In Vivo Manipulation of miRNAs Expression
Besides these anti-miRNA techniques, substantial advances have been made concerning delivery of miRNAs into lungs and encouraging results have described modulation of TGF-β1 expression in a mouse model of TB (Rosas-Taraco et al., 2011). In vivo delivery of miRNAs has been performed by lentiviral vectors, lipid conjugates, or small exosome-like vesicles. Antigen-specific exosome-like nanovesicles have been transfected with mimics or anti-miRNA to restore miRNA expression in target cells (Bryniarski et al., 2013). In a similar study, primary B cells transfected with a specific anti-miRNA have been shown to deliver the molecule successfully to antigen-activated T cells (Almanza et al., 2013). Zheng D. et al. (2015) successfully silenced in vivo miR-195 expression by using anti-miR-195. Similarly, in vivo inhibition of miR-328 by intra-tracheal inoculation of anti-328 resulted in 4-fold enhanced non-typeable Haemophilus influenzae (NTHi) clearance from the lungs as compared to controls (Tay et al., 2015). Thus, miRNAs can be targeted in the lung to enhance host immunity against microbial infections and offer a potential new anti-mycobacterial approach for the treatment of TB. Further studies are required to define the most appropriate route of miRNA delivery and pharmaco-vigilance problems, providing a valid foundation for future miRNA-based HDTs of TB.
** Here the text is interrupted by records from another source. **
impl YahooProvider {
    pub fn new(
        config: YahooConfig,
        circuit_breaker: Arc<CircuitBreaker>,
        cache: Option<Arc<HttpCache>>,
    ) -> Result<Self, DataError> {
        let client = reqwest::blocking::Client::builder()
            .timeout(config.timeout)
            .user_agent(config.user_agent.clone())
            .cookie_store(true)
            .build()
            .map_err(|e| DataError::NetworkUnreachable(format!("failed to build HTTP client: {e}")))?;

        Ok(Self {
            client,
            config,
            circuit_breaker,
            cache,
            crumb: Mutex::new(None),
        })
    }

    fn chart_full_url(&self, symbol: &str) -> String {
        format!(
            "{}/v8/finance/chart/{}?range=max&interval=1d&events=div%2Csplits&includeAdjustedClose=true",
            self.config.base_url,
            encode_symbol(symbol)
        )
    }

    /// Chart URL for `[begin, end)`: both bounds are UTC midnights.
    fn chart_range_url(&self, symbol: &str, begin: NaiveDate, end: NaiveDate) -> String {
        format!(
            "{}/v8/finance/chart/{}?period1={}&period2={}&interval=1d&events=div%2Csplits\
             &includeAdjustedClose=true",
            self.config.base_url,
            encode_symbol(symbol),
            midnight_ts(begin),
            midnight_ts(end)
        )
    }

    fn options_url(&self, symbol: &str, expiration: Option<NaiveDate>) -> String {
        let mut url = format!(
            "{}/v7/finance/options/{}",
            self.config.base_url,
            encode_symbol(symbol)
        );
        if let Some(exp) = expiration {
            url.push_str(&format!("?date={}", midnight_ts(exp)));
        }
        url
    }

    /// Parse the chart API response into bars. "Not Found" means no rows.
    fn parse_chart(symbol: &str, resp: ChartResponse) -> Result<Vec<PriceBar>, DataError> {
        let result = match resp.chart.result {
            Some(result) => result,
            None => {
                return match resp.chart.error {
                    Some(err) if err.code == "Not Found" => {
                        tracing::debug!(symbol, reason = %err.description, "no chart data");
                        Ok(Vec::new())
                    }
                    Some(err) => Err(DataError::ResponseFormatChanged(format!(
                        "{}: {}",
                        err.code, err.description
                    ))),
                    None => Err(DataError::ResponseFormatChanged(
                        "empty result with no error".into(),
                    )),
                };
            }
        };

        let Some(data) = result.into_iter().next() else {
            return Ok(Vec::new());
        };
        let Some(timestamps) = data.timestamp else {
            return Ok(Vec::new());
        };

        let offset = data.meta.and_then(|m| m.gmtoffset).unwrap_or(0);
        let to_date = |ts: i64| {
            DateTime::from_timestamp(ts + offset, 0)
                .map(|dt| dt.date_naive())
                .ok_or_else(|| DataError::ResponseFormatChanged(format!("invalid timestamp: {ts}")))
        };

        let quote = data
            .indicators
            .quote
            .into_iter()
            .next()
            .ok_or_else(|| DataError::ResponseFormatChanged("no quote data".into()))?;

        let adj_closes = data
            .indicators
            .adjclose
            .and_then(|v| v.into_iter().next())
            .map(|a| a.adjclose);

        let mut dividends: HashMap<NaiveDate, f64> = HashMap::new();
        let mut splits: HashMap<NaiveDate, f64> = HashMap::new();
        if let Some(events) = data.events {
            for ev in events.dividends.unwrap_or_default().into_values() {
                *dividends.entry(to_date(ev.date)?).or_default() += ev.amount;
            }
            for ev in events.splits.unwrap_or_default().into_values() {
                if ev.denominator != 0.0 {
                    splits.insert(to_date(ev.date)?, ev.numerator / ev.denominator);
                }
            }
        }

        let mut bars = Vec::with_capacity(timestamps.len());
        for (i, &ts) in timestamps.iter().enumerate() {
            let date = to_date(ts)?;

            let open = quote.open.get(i).copied().flatten();
            let high = quote.high.get(i).copied().flatten();
            let low = quote.low.get(i).copied().flatten();
            let close = quote.close.get(i).copied().flatten();
            let volume = quote.volume.get(i).copied().flatten();
            let adj_close = adj_closes
                .as_ref()
                .and_then(|v| v.get(i).copied().flatten());

            // Holidays and halted days come back as all-null rows
            if open.is_none()
                && high.is_none()
                && low.is_none()
                && close.is_none()
                && volume.is_none()
            {
                continue;
            }

            let close = close.unwrap_or(f64::NAN);
            bars.push(PriceBar {
                date,
                open: open.unwrap_or(f64::NAN),
                high: high.unwrap_or(f64::NAN),
                low: low.unwrap_or(f64::NAN),
                close,
                adj_close: adj_close.unwrap_or(close),
                volume: volume.unwrap_or(0),
                dividends: dividends.get(&date).copied().unwrap_or(0.0),
                stock_splits: splits.get(&date).copied().unwrap_or(0.0),
            });
        }

        Ok(bars)
    }

    fn parse_options(symbol: &str, resp: OptionsResponse) -> Result<OptionsData, DataError> {
        if let Some(err) = resp.option_chain.error {
            return Err(if err.code == "Not Found" {
                DataError::SymbolNotFound {
                    symbol: symbol.to_string(),
                }
            } else {
                DataError::ResponseFormatChanged(format!("{}: {}", err.code, err.description))
            });
        }
        Ok(resp
            .option_chain
            .result
            .and_then(|r| r.into_iter().next())
            .unwrap_or(OptionsData {
                expiration_dates: Vec::new(),
                options: Vec::new(),
            }))
    }

    fn parse_expirations(data: &OptionsData) -> Vec<NaiveDate> {
        let mut dates: Vec<NaiveDate> = data
            .expiration_dates
            .iter()
            .filter_map(|&ts| DateTime::from_timestamp(ts, 0))
            .map(|dt| dt.date_naive())
            .collect();
        dates.sort();
        dates.dedup();
        dates
    }

    fn parse_chain(data: OptionsData, expiration: NaiveDate) -> OptionChain {
        let block = data.options.into_iter().find(|b| {
            b.expiration_date
                .and_then(|ts| DateTime::from_timestamp(ts, 0))
                .map_or(true, |dt| dt.date_naive() == expiration)
        });
        match block {
            Some(block) => OptionChain {
                calls: block.calls.into_iter().map(OptionQuote::from).collect(),
                puts: block.puts.into_iter().map(OptionQuote::from).collect(),
            },
            None => OptionChain::default(),
        }
    }

    /// Lazily perform the cookie + crumb handshake.
    fn crumb(&self) -> Result<String, DataError> {
        let mut crumb = self.crumb.lock().unwrap_or_else(PoisonError::into_inner);
        if let Some(c) = crumb.as_ref() {
            return Ok(c.clone());
        }

        // Sets the session cookie; the response status itself is irrelevant.
        let _ = self.client.get(COOKIE_URL).send();

        let url = format!("{}/v1/test/getcrumb", self.config.base_url);
        let resp = self
            .client
            .get(&url)
            .send()
            .map_err(|e| DataError::NetworkUnreachable(e.to_string()))?;
        if !resp.status().is_success() {
            return Err(DataError::AuthenticationRequired(format!(
                "crumb request returned HTTP {}",
                resp.status()
            )));
        }
        let text = resp
            .text()
            .map_err(|e| DataError::NetworkUnreachable(e.to_string()))?;
        let text = text.trim().to_string();
        if text.is_empty() || text.contains('<') {
            return Err(DataError::AuthenticationRequired(
                "crumb endpoint returned no crumb".into(),
            ));
        }
        *crumb = Some(text.clone());
        Ok(text)
    }

    /// Response body for `url`, from the cache when fresh.
    ///
    /// The cache key never includes the crumb, which changes between sessions.
    fn get_body(&self, symbol: &str, url: &str, with_crumb: bool) -> Result<String, DataError> {
        if let Some(body) = self.cache.as_ref().and_then(|c| c.get(url)) {
            tracing::trace!(symbol, url, "http cache hit");
            return Ok(body);
        }

        let request_url = if with_crumb {
            let sep = if url.contains('?') { '&' } else { '?' };
            format!("{url}{sep}crumb={}", self.crumb()?)
        } else {
            url.to_string()
        };

        let (body, cacheable) = self.fetch_with_retry(symbol, &request_url)?;
        if cacheable {
            if let Some(cache) = &self.cache {
                if let Err(e) = cache.put(url, &body) {
                    tracing::warn!(symbol, error = %e, "failed to cache response");
                }
            }
        }
        Ok(body)
    }

    /// Execute a GET with retry and circuit breaker logic.
    ///
    /// Returns the body and whether it is a success worth caching. A 404 body is
    /// returned uncached because Yahoo reports unknown symbols inside it.
    fn fetch_with_retry(&self, symbol: &str, url: &str) -> Result<(String, bool), DataError> {
        let mut last_error = None;

        for attempt in 0..=self.config.max_retries {
            if attempt > 0 {
                let delay = self.backoff(attempt, last_error.as_ref());
                tracing::debug!(symbol, attempt, ?delay, "retrying after backoff");
                std::thread::sleep(delay);
            }

            self.check_breaker(symbol)?;

            match self.fetch_once(symbol, url) {
                Ok(fetched) => {
                    self.circuit_breaker.record_success();
                    return Ok(fetched);
                }
                Err(e) if e.is_transient() => {
                    self.circuit_breaker.record_failure();
                    tracing::debug!(symbol, attempt, error = %e, "transient failure");
                    last_error = Some(e);
                }
                Err(e) => return Err(e),
            }
        }

        Err(last_error.unwrap_or_else(|| DataError::NetworkUnreachable("max retries exceeded".into())))
    }

    fn check_breaker(&self, symbol: &str) -> Result<(), DataError> {
        if self.circuit_breaker.is_allowed() {
            return Ok(());
        }
        tracing::debug!(
            symbol,
            cooldown = ?self.circuit_breaker.remaining_cooldown(),
            "circuit breaker open"
        );
        Err(DataError::CircuitBreakerTripped)
    }

    /// One GET, classified. Transient errors are left for the caller to retry.
    fn fetch_once(&self, symbol: &str, url: &str) -> Result<(String, bool), DataError> {
        let resp = self
            .client
            .get(url)
            .send()
            .map_err(|e| DataError::NetworkUnreachable(e.to_string()))?;
        let status = resp.status();

        if status == reqwest::StatusCode::FORBIDDEN {
            self.circuit_breaker.trip();
            return Err(DataError::CircuitBreakerTripped);
        }

        if status == reqwest::StatusCode::TOO_MANY_REQUESTS {
            let retry_after = resp
                .headers()
                .get("retry-after")
                .and_then(|v| v.to_str().ok())
                .and_then(|v| v.parse::<u64>().ok())
                .unwrap_or(60);
            return Err(DataError::RateLimited {
                retry_after_secs: retry_after,
            });
        }

        if status == reqwest::StatusCode::UNAUTHORIZED {
            // Stale crumb: force a new handshake next time.
            *self.crumb.lock().unwrap_or_else(PoisonError::into_inner) = None;
            return Err(DataError::AuthenticationRequired(format!(
                "Yahoo Finance refused {symbol} (HTTP 401)"
            )));
        }

        let not_found = status == reqwest::StatusCode::NOT_FOUND;
        if !status.is_success() && !not_found {
            return Err(DataError::Http {
                status: status.as_u16(),
                symbol: symbol.to_string(),
            });
        }

        let body = resp
            .text()
            .map_err(|e| DataError::NetworkUnreachable(e.to_string()))?;
        Ok((body, !not_found))
    }

    fn backoff(&self, attempt: u32, last_error: Option<&DataError>) -> Duration {
        let exp = self.config.base_delay * 2u32.saturating_pow(attempt - 1);
        let jitter_cap = (self.config.base_delay.as_millis() as u64 / 2).max(1);
        let jitter = Duration::from_millis(rand::thread_rng().gen_range(0..=jitter_cap));
        match last_error {
            // Honor Retry-After, but never stall a worker for more than a minute.
            Some(DataError::RateLimited { retry_after_secs }) => {
                exp.max(Duration::from_secs((*retry_after_secs).min(60)))
            }
            _ => exp + jitter,
        }
    }

    fn get_options_data(
        &self,
        symbol: &str,
        expiration: Option<NaiveDate>,
    ) -> Result<OptionsData, DataError> {
        let url = self.options_url(symbol, expiration);
        let body = self.get_body(symbol, &url, true)?;
        let resp: OptionsResponse = serde_json::from_str(&body).map_err(|e| {
            DataError::ResponseFormatChanged(format!("failed to parse options for {symbol}: {e}"))
        })?;
        Self::parse_options(symbol, resp)
    }

    fn get_chart(&self, symbol: &str, url: &str) -> Result<Vec<PriceBar>, DataError> {
        let body = self.get_body(symbol, url, false)?;
        let chart: ChartResponse = serde_json::from_str(&body).map_err(|e| {
            DataError::ResponseFormatChanged(format!("failed to parse response for {symbol}: {e}"))
        })?;
        Self::parse_chart(symbol, chart)
    }
}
Nanoparticle-Mediated Delivery of miRNAs in TB
Technological developments at the micro and nanoscale can be used to modulate the immune response (Dacoba et al., 2017). Multiple materials and techniques have been developed to deliver drugs and a broad array of cargo to cells, including nanostructured materials (Vázquez-Hernández et al., 2017), synthetic nanoparticles (Ayer and Harm-Anton, 2017), proactive biomimetic delivery systems (Parodi et al., 2017), functional polymers (Jiang et al., 2017) or cell-penetrating peptides (Tashima, 2016), among others. Several materials have been proposed to help treat immune diseases with nanoparticles, including silica, iron oxide, gold, liposomes, or polylactic-co-glycolic acid (PLGA) (Prosperi et al., 2017). Of particular interest in infectious diseases are techniques that can encapsulate miRNAs and deliver them to the cells that are at the forefront of the immune response, i.e., macrophages or dendritic cells, taking advantage of the innate ability of these cells to internalize foreign bodies. The idea of miRNA delivery fits into the general concept of nanoparticle-based induction of immune responses by targeting phagocytes (i.e., macrophages), in contrast to the alternative method of targeting adaptive lymphocytes (i.e., T cells). MiRNA delivery has been explored for many applications related to inflammation (Zhou et al., 2013) and cancer (Fernandez-Piñeiro et al., 2017), and its potential use demonstrated in infectious diseases (Pegtel et al., 2010). MiRNAs can be incorporated into both natural –i.e., chitosan- and synthetic – i.e., (PLGA)- particle-forming materials. For example, nanoparticle- and liposome-loaded miRNAs have been delivered to macrophages (Duan et al., 2015; Moore et al., 2016). At the time of writing, however, very few reports are available on the implementation of this technique in TB. This implementation can be discussed by either describing current general uses of nanoparticles in immunology or broadly mentioning the utilization of nanoparticles with miRNAs. We will briefly combine these two views and describe nanoparticle methods used elsewhere that can be adopted in miRNA delivery in TB.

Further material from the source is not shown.